(Stored items)

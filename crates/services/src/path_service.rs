use serde::{Deserialize, Serialize};

use guidance_core::model::{
    AssessmentQuestion, AssessmentSubmission, LearningPath, RegenerateReason, Topic,
    TopicResource,
};

use crate::client::ApiClient;
use crate::error::ApiError;

/// Learning-path endpoints: one typed function per backend action, fixed
/// method and path template, response body returned as decoded but otherwise
/// uninterpreted data.
#[derive(Clone)]
pub struct PathService {
    client: ApiClient,
}

#[derive(Debug, Serialize)]
struct CreatePathBody<'a> {
    domain: &'a str,
    path: &'a [Topic],
}

#[derive(Debug, Serialize)]
struct UpdatePathBody<'a> {
    path: &'a [Topic],
}

#[derive(Debug, Serialize)]
#[serde(rename_all = "camelCase")]
struct RegenerateBody {
    from_index: usize,
    reason: RegenerateReason,
}

/// The explain endpoint answers either a bare string or `{"explanation": …}`.
#[derive(Debug, Deserialize)]
#[serde(untagged)]
enum ExplainResponse {
    Wrapped { explanation: String },
    Plain(String),
    Other(serde_json::Value),
}

impl PathService {
    #[must_use]
    pub fn new(client: ApiClient) -> Self {
        Self { client }
    }

    /// All learning paths of the current user.
    ///
    /// # Errors
    ///
    /// Returns `ApiError` when the request or decoding fails.
    pub async fn list_paths(&self) -> Result<Vec<LearningPath>, ApiError> {
        self.client.get("/api/paths").await
    }

    /// A single path by id.
    ///
    /// # Errors
    ///
    /// Returns `ApiError` when the request or decoding fails.
    pub async fn get_path(&self, path_id: i64) -> Result<LearningPath, ApiError> {
        self.client.get(&format!("/api/paths/{path_id}")).await
    }

    /// Creates a path. An empty `topics` slice asks the backend to generate
    /// the curriculum with AI; a non-empty one submits a manual plan.
    ///
    /// # Errors
    ///
    /// Returns `ApiError` when the request or decoding fails.
    pub async fn create_path(
        &self,
        domain: &str,
        topics: &[Topic],
    ) -> Result<LearningPath, ApiError> {
        let body = CreatePathBody {
            domain,
            path: topics,
        };
        self.client.post("/api/paths", &body).await
    }

    /// Replaces the topic sequence of a path, returning the updated path.
    ///
    /// # Errors
    ///
    /// Returns `ApiError` when the request or decoding fails.
    pub async fn update_path(
        &self,
        path_id: i64,
        topics: &[Topic],
    ) -> Result<LearningPath, ApiError> {
        let body = UpdatePathBody { path: topics };
        self.client.put(&format!("/api/paths/{path_id}"), &body).await
    }

    /// Generates a quiz for one topic.
    ///
    /// # Errors
    ///
    /// Returns `ApiError` when the request or decoding fails.
    pub async fn generate_assessment(
        &self,
        path_id: i64,
        topic_index: usize,
    ) -> Result<Vec<AssessmentQuestion>, ApiError> {
        self.client
            .post_empty(&format!(
                "/api/paths/{path_id}/assessment?topicIndex={topic_index}"
            ))
            .await
    }

    /// Submits quiz answers for grading. The backend stores the result on
    /// the topic (possibly flipping its status) and returns the updated
    /// path.
    ///
    /// # Errors
    ///
    /// Returns `ApiError` when the request or decoding fails.
    pub async fn evaluate_assessment(
        &self,
        path_id: i64,
        topic_index: usize,
        submission: &AssessmentSubmission,
    ) -> Result<LearningPath, ApiError> {
        self.client
            .post(
                &format!("/api/paths/{path_id}/assessment/evaluate?topicIndex={topic_index}"),
                submission,
            )
            .await
    }

    /// An AI explanation of one topic, as display text.
    ///
    /// # Errors
    ///
    /// Returns `ApiError` when the request or decoding fails.
    pub async fn explain(&self, path_id: i64, topic_index: usize) -> Result<String, ApiError> {
        let response: ExplainResponse = self
            .client
            .post_empty(&format!(
                "/api/paths/{path_id}/explain?topicIndex={topic_index}"
            ))
            .await?;
        Ok(match response {
            ExplainResponse::Wrapped { explanation } => explanation,
            ExplainResponse::Plain(text) => text,
            ExplainResponse::Other(value) => value.to_string(),
        })
    }

    /// Suggested learning resources for one topic.
    ///
    /// # Errors
    ///
    /// Returns `ApiError` when the request or decoding fails.
    pub async fn resources(
        &self,
        path_id: i64,
        topic_index: usize,
    ) -> Result<Vec<TopicResource>, ApiError> {
        self.client
            .post_empty(&format!(
                "/api/paths/{path_id}/resources?topicIndex={topic_index}"
            ))
            .await
    }

    /// Asks the backend to re-plan the remaining topics from `from_index`
    /// on, returning the re-scheduled path.
    ///
    /// # Errors
    ///
    /// Returns `ApiError` when the request or decoding fails.
    pub async fn regenerate(
        &self,
        path_id: i64,
        from_index: usize,
        reason: RegenerateReason,
    ) -> Result<LearningPath, ApiError> {
        let body = RegenerateBody { from_index, reason };
        self.client
            .post(&format!("/api/paths/{path_id}/regenerate"), &body)
            .await
    }
}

— ACTIVITY —
You are asked to transcribe the complete data exactly.

— RESPONSE —
filename crates/services/src/path_service.rs
use serde::{Deserialize, Serialize};

use guidance_core::model::{
    AssessmentQuestion, AssessmentSubmission, LearningPath, RegenerateReason, Topic,
    TopicResource,
};

use crate::client::ApiClient;
use crate::error::ApiError;

/// Learning-path endpoints: one typed function per backend action, fixed
/// method and path template, response body returned as decoded but otherwise
/// uninterpreted data.
#[derive(Clone)]
pub struct PathService {
    client: ApiClient,
}

#[derive(Debug, Serialize)]
struct CreatePathBody<'a> {
    domain: &'a str,
    path: &'a [Topic],
}

#[derive(Debug, Serialize)]
struct UpdatePathBody<'a> {
    path: &'a [Topic],
}

#[derive(Debug, Serialize)]
#[serde(rename_all = "camelCase")]
struct RegenerateBody {
    from_index: usize,
    reason: RegenerateReason,
}

/// The explain endpoint answers either a bare string or `{"explanation": …}`.
#[derive(Debug, Deserialize)]
#[serde(untagged)]
enum ExplainResponse {
    Wrapped { explanation: String },
    Plain(String),
    Other(serde_json::Value),
}

impl PathService {
    #[must_use]
    pub fn new(client: ApiClient) -> Self {
        Self { client }
    }

    /// All learning paths of the current user.
    ///
    /// # Errors
    ///
    /// Returns `ApiError` when the request or decoding fails.
    pub async fn list_paths(&self) -> Result<Vec<LearningPath>, ApiError> {
        self.client.get("/api/paths").await
    }

    /// A single path by id.
    ///
    /// # Errors
    ///
    /// Returns `ApiError` when the request or decoding fails.
    pub async fn get_path(&self, path_id: i64) -> Result<LearningPath, ApiError> {
        self.client.get(&format!("/api/paths/{path_id}")).await
    }

    /// Creates a path. An empty `topics` slice asks the backend to generate
    /// the curriculum with AI; a non-empty one submits a manual plan.
    ///
    /// # Errors
    ///
    /// Returns `ApiError` when the request or decoding fails.
    pub async fn create_path(
        &self,
        domain: &str,
        topics: &[Topic],
    ) -> Result<LearningPath, ApiError> {
        let body = CreatePathBody {
            domain,
            path: topics,
        };
        self.client.post("/api/paths", &body).await
    }

    /// Replaces the topic sequence of a path, returning the updated path.
    ///
    /// # Errors
    ///
    /// Returns `ApiError` when the request or decoding fails.
    pub async fn update_path(
        &self,
        path_id: i64,
        topics: &[Topic],
    ) -> Result<LearningPath, ApiError> {
        let body = UpdatePathBody { path: topics };
        self.client.put(&format!("/api/paths/{path_id}"), &body).await
    }

    /// Generates a quiz for one topic.
    ///
    /// # Errors
    ///
    /// Returns `ApiError` when the request or decoding fails.
    pub async fn generate_assessment(
        &self,
        path_id: i64,
        topic_index: usize,
    ) -> Result<Vec<AssessmentQuestion>, ApiError> {
        self.client
            .post_empty(&format!(
                "/api/paths/{path_id}/assessment?topicIndex={topic_index}"
            ))
            .await
    }

    /// Submits quiz answers for grading. The backend stores the result on
    /// the topic (possibly flipping its status) and returns the updated
    /// path.
    ///
    /// # Errors
    ///
    /// Returns `ApiError` when the request or decoding fails.
    pub async fn evaluate_assessment(
        &self,
        path_id: i64,
        topic_index: usize,
        submission: &AssessmentSubmission,
    ) -> Result<LearningPath, ApiError> {
        self.client
            .post(
                &format!("/api/paths/{path_id}/assessment/evaluate?topicIndex={topic_index}"),
                submission,
            )
            .await
    }

    /// An AI explanation of one topic, as display text.
    ///
    /// # Errors
    ///
    /// Returns `ApiError` when the request or decoding fails.
    pub async fn explain(&self, path_id: i64, topic_index: usize) -> Result<String, ApiError> {
        let response: ExplainResponse = self
            .client
            .post_empty(&format!(
                "/api/paths/{path_id}/explain?topicIndex={topic_index}"
            ))
            .await?;
        Ok(match response {
            ExplainResponse::Wrapped { explanation } => explanation,
            ExplainResponse::Plain(text) => text,
            ExplainResponse::Other(value) => value.to_string(),
        })
    }

    /// Suggested learning resources for one topic.
    ///
    /// # Errors
    ///
    /// Returns `ApiError` when the request or decoding fails.
    pub async fn resources(
        &self,
        path_id: i64,
        topic_index: usize,
    ) -> Result<Vec<TopicResource>, ApiError> {
        self.client
            .post_empty(&format!(
                "/api/paths/{path_id}/resources?topicIndex={topic_index}"
            ))
            .await
    }

    /// Asks the backend to re-plan the remaining topics from `from_index`
    /// on, returning the re-scheduled path.
    ///
    /// # Errors
    ///
    /// Returns `ApiError` when the request or decoding fails.
    pub async fn regenerate(
        &self,
        path_id: i64,
        from_index: usize,
        reason: RegenerateReason,
    ) -> Result<LearningPath, ApiError> {
        let body = RegenerateBody { from_index, reason };
        self.client
            .post(&format!("/api/paths/{path_id}/regenerate"), &body)
            .await
    }
}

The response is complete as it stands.